By flexible means a material having the property to resume, partially or preferably completely, its shape after being compressed, twisted or stretched. The thickness of the layer of carbon nanotubes (CNT) deposited is advantageously between 1 and 50 microns, more advantageously between 10 and 20. Preferably, the aqueous suspension of carbon nanotubes comprises between 1 and 30% by weight of nanotubes of carbon.

It is advantageously deposited on the substrate by spraying or printing (screen printing or inkjet). For example, the deposition of the CNT suspension can be achieved by means of a spraying equipment, the fineness of the ejection cone is controllable.

The spraying conditions are typically as follows: pressure: 1 to 3 bars; - size of the nozzle: 500 to 1200 micrometers.

The aqueous suspension of CNT may comprise at least one additive that may especially be chosen from the group comprising dispersants and nanoscale electronic conductors, such as carbon black. Among the dispersants, a conductive polymer, for example of the PEDOT-PSS or polyaniline type, may be added in proportions of less than 10% by weight. In addition to its conductive appearance, the polymer also allows good dispersion of CNTs. The aqueous suspension of NTC may in particular be GRAPHISTRENGTH® C Ml-20 marketed by Arkema, and comprising 20% by weight of MWNT (multi-walled carbon nanotubes). The CNTs used are electrical conductors or semiconductors. They generally have a conductivity of between 1 and 100 S / cm.

As already indicated, after the deposition of the aqueous suspension of CNTs, the process may also comprise a step of drying the carbon nanotubes deposited on the substrate. This drying is advantageously carried out at a temperature of between 60 and 120 ° C.

The drying time is advantageously between 10 and 60 minutes. According to a particular embodiment, the steps of depositing the CNT suspension and optionally drying it are repeated to adjust the thickness of the current collector.

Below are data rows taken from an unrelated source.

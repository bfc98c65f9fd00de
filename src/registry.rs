use dashmap::DashMap;
use tracing::debug;

use crate::models::{AppInstance, AppStatus};

/// Concurrent registry of known Spark applications, keyed by app id.
///
/// The registry is the only state shared between the pod watcher tasks and
/// the request handlers. Every operation is atomic per key; cross-key
/// snapshots (`list_running`) are best-effort.
#[derive(Debug, Default)]
pub struct AppRegistry {
    instances: DashMap<String, AppInstance>,
}

impl AppRegistry {
    pub fn new() -> Self {
        Self::default()
    }

    /// Adds a new application or overwrites the existing record with the
    /// same app id.
    pub fn upsert(&self, app: AppInstance) {
        self.instances.insert(app.app_id.clone(), app);
    }

    /// Transitions an application to the `Unknown` status, inserting a stub
    /// record when the app id is not present. Proxied requests for an
    /// `Unknown` application fall through to Spark History on retry.
    pub fn mark_completed(&self, app_id: &str) {
        match self.instances.get_mut(app_id) {
            Some(mut entry) => entry.status = AppStatus::Unknown,
            None => {
                self.instances
                    .insert(app_id.to_string(), AppInstance::unknown(app_id));
            }
        }
        debug!("Marked application '{}' as completed", app_id);
    }

    /// Removes an application by app id.
    pub fn delete(&self, app_id: &str) {
        self.instances.remove(app_id);
    }

    /// Removes the first application whose pod name matches and returns it.
    ///
    /// When several records share a pod name the choice follows map
    /// iteration order: deterministic within a run, otherwise unspecified.
    pub fn delete_by_pod_name(&self, pod_name: &str) -> Option<AppInstance> {
        let app_id = self
            .instances
            .iter()
            .find(|entry| entry.value().pod_name == pod_name)
            .map(|entry| entry.key().clone())?;

        self.instances.remove(&app_id).map(|(_, app)| app)
    }

    /// Returns a snapshot of the record for the given app id.
    pub fn get(&self, app_id: &str) -> Option<AppInstance> {
        self.instances.get(app_id).map(|entry| entry.value().clone())
    }

    /// Returns a snapshot of every application currently in the `Running`
    /// status.
    pub fn list_running(&self) -> Vec<AppInstance> {
        self.instances
            .iter()
            .filter(|entry| entry.value().is_running())
            .map(|entry| entry.value().clone())
            .collect()
    }

    pub fn len(&self) -> usize {
        self.instances.len()
    }

    pub fn is_empty(&self) -> bool {
        self.instances.is_empty()
    }
}
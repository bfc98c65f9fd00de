use anyhow::Result;
use axum::extract::{Request, State};
use axum::http::{HeaderName, HeaderValue, Method, StatusCode};
use axum::middleware::{self, Next};
use axum::response::Response;
use axum::routing::{any, get};
use axum::Router;
use std::sync::Arc;
use std::time::Duration;
use tower_http::cors::{Any, CorsLayer};
use tower_http::trace::TraceLayer;
use tracing::info;

use crate::config::{CorsConfig, Settings};
use crate::handlers;
use crate::proxy::{build_proxy_client, ProxyClient};
use crate::registry::AppRegistry;

/// State shared by every request handler.
#[derive(Clone)]
pub struct AppState {
    pub settings: Arc<Settings>,
    pub registry: Arc<AppRegistry>,
    pub client: ProxyClient,
    /// Validated Spark History Server base URL (scheme + host + port).
    pub history_base_url: String,
    /// Path prefix live application UIs are served under.
    pub ui_proxy_base: String,
}

impl AppState {
    pub fn new(settings: Settings, registry: Arc<AppRegistry>) -> Result<Self> {
        let history_base_url = settings.history_base_url()?;
        let ui_proxy_base = settings.ui_proxy_base();
        Ok(Self {
            settings: Arc::new(settings),
            registry,
            client: build_proxy_client(),
            history_base_url,
            ui_proxy_base,
        })
    }
}

/// Create the proxy router.
pub fn create_app(state: AppState) -> Router {
    info!(
        "Spark History K8S Service URL: {}, Spark UI Proxy base: {}",
        state.history_base_url, state.ui_proxy_base
    );

    let live_route = format!("{}/{{app_id}}/{{*path}}", state.ui_proxy_base);
    let cors = cors_layer(&state.settings.security.cors);

    Router::new()
        // Live Spark UIs
        .route(&live_route, any(handlers::handle_live_app))
        // Spark History surfaces
        .route("/history/{app_id}/{*path}", any(handlers::handle_history_app))
        .route("/api/v1/applications", any(handlers::handle_applications))
        .route("/api/v1/applications/{*path}", any(handlers::handle_default))
        .route("/static/{*path}", any(handlers::handle_default))
        .route("/history/", any(handlers::handle_default))
        .route("/home/", any(handlers::handle_default))
        .route("/jobs/", any(handlers::handle_default))
        .route("/", any(handlers::handle_default))
        // Probes
        .route("/healthz", get(healthz))
        .route("/readiness", get(readiness))
        // Middleware
        .layer(middleware::from_fn_with_state(state.clone(), security_headers))
        .layer(cors)
        .layer(TraceLayer::new_for_http())
        .with_state(state)
}

/// Liveness probe.
async fn healthz() -> StatusCode {
    StatusCode::OK
}

/// Readiness probe.
async fn readiness() -> StatusCode {
    StatusCode::OK
}

/// Injects the statically configured security response headers.
async fn security_headers(State(state): State<AppState>, request: Request, next: Next) -> Response {
    let mut response = next.run(request).await;
    for (name, value) in &state.settings.security.headers {
        if let (Ok(name), Ok(value)) = (
            HeaderName::try_from(name.as_str()),
            HeaderValue::try_from(value.as_str()),
        ) {
            response.headers_mut().insert(name, value);
        }
    }
    response
}

/// Builds the CORS layer from the `security.cors` settings. A `*` entry
/// selects the wildcard for its dimension.
fn cors_layer(config: &CorsConfig) -> CorsLayer {
    let mut cors = CorsLayer::new().max_age(Duration::from_secs(config.max_age));

    cors = if config.allowed_origins.iter().any(|origin| origin == "*") {
        cors.allow_origin(Any)
    } else {
        let origins: Vec<HeaderValue> = config
            .allowed_origins
            .iter()
            .filter_map(|origin| origin.parse().ok())
            .collect();
        cors.allow_origin(origins)
    };

    cors = if config.allowed_methods.iter().any(|method| method == "*") {
        cors.allow_methods(Any)
    } else {
        let methods: Vec<Method> = config
            .allowed_methods
            .iter()
            .filter_map(|method| method.parse().ok())
            .collect();
        cors.allow_methods(methods)
    };

    cors = if config.allowed_headers.iter().any(|header| header == "*") {
        cors.allow_headers(Any)
    } else {
        let headers: Vec<HeaderName> = config
            .allowed_headers
            .iter()
            .filter_map(|header| header.parse().ok())
            .collect();
        cors.allow_headers(headers)
    };

    let exposed: Vec<HeaderName> = config
        .exposed_headers
        .iter()
        .filter(|header| header.as_str() != "*")
        .filter_map(|header| header.parse().ok())
        .collect();
    if !exposed.is_empty() {
        cors = cors.expose_headers(exposed);
    }

    if config.allow_credentials {
        cors = cors.allow_credentials(true);
    }

    cors
}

The present invention also relates to the current collector obtained according to the method described above, but also to its use in a secondary battery, in particular a lithium-ion battery.

This current collector comprises a substrate associated with a layer of carbon nanotubes. It is advantageously flexible. On the other hand, the present invention also relates to a secondary battery, advantageously a lithium-ion battery, comprising the current collector described above, as well as its manufacturing method. This secondary battery comprises at least one battery core.

Its manufacturing process comprises the following steps: activation of a polymeric substrate by cold plasma treatment; forming a first current collector by depositing an aqueous suspension of carbon nanotubes on the surface of the polymeric substrate treated with the cold plasma; optionally, drying the aqueous suspension of deposited carbon nanotubes; forming a first electrode on the first current collector, advantageously by depositing an electrode ink, in particular by printing; forming an electrode separator on the first electrode; forming a second electrode of opposite sign to the first electrode, on the electrode separator, advantageously by deposition of an electrode ink, in particular by printing; forming a second current collector on the second electrode, preferably carbon nanotubes. According to a particular embodiment, a mask may be positioned on the substrate, prior to the cold plasma treatment. This mask thus makes it possible to create a particular pattern for the current collector, that is to say, to define the zone 20 of attachment for the deposition of NTC. According to another particular embodiment, a mask may be positioned on the current collector, consisting of NTC, prior to the deposition of the first electrode. Advantageously, this mask covers a part of the current collector, so that the first electrode is not deposited on the entire current collector in NTC. A mask may be used for the deposition of each element of the secondary battery, so as to obtain a device in which part of the current collectors 30 remains apparent to form the electrical connections. When the battery is lithium-ion type, the positive-sign electrode is a lithiated electrode. On the other hand, in a zinc-nickel alkaline secondary battery, the positive electrode is based on zinc whereas the negative electrode is based on nickel. The first and / or second electrodes are advantageously deposited by printing an ink containing an electrode material.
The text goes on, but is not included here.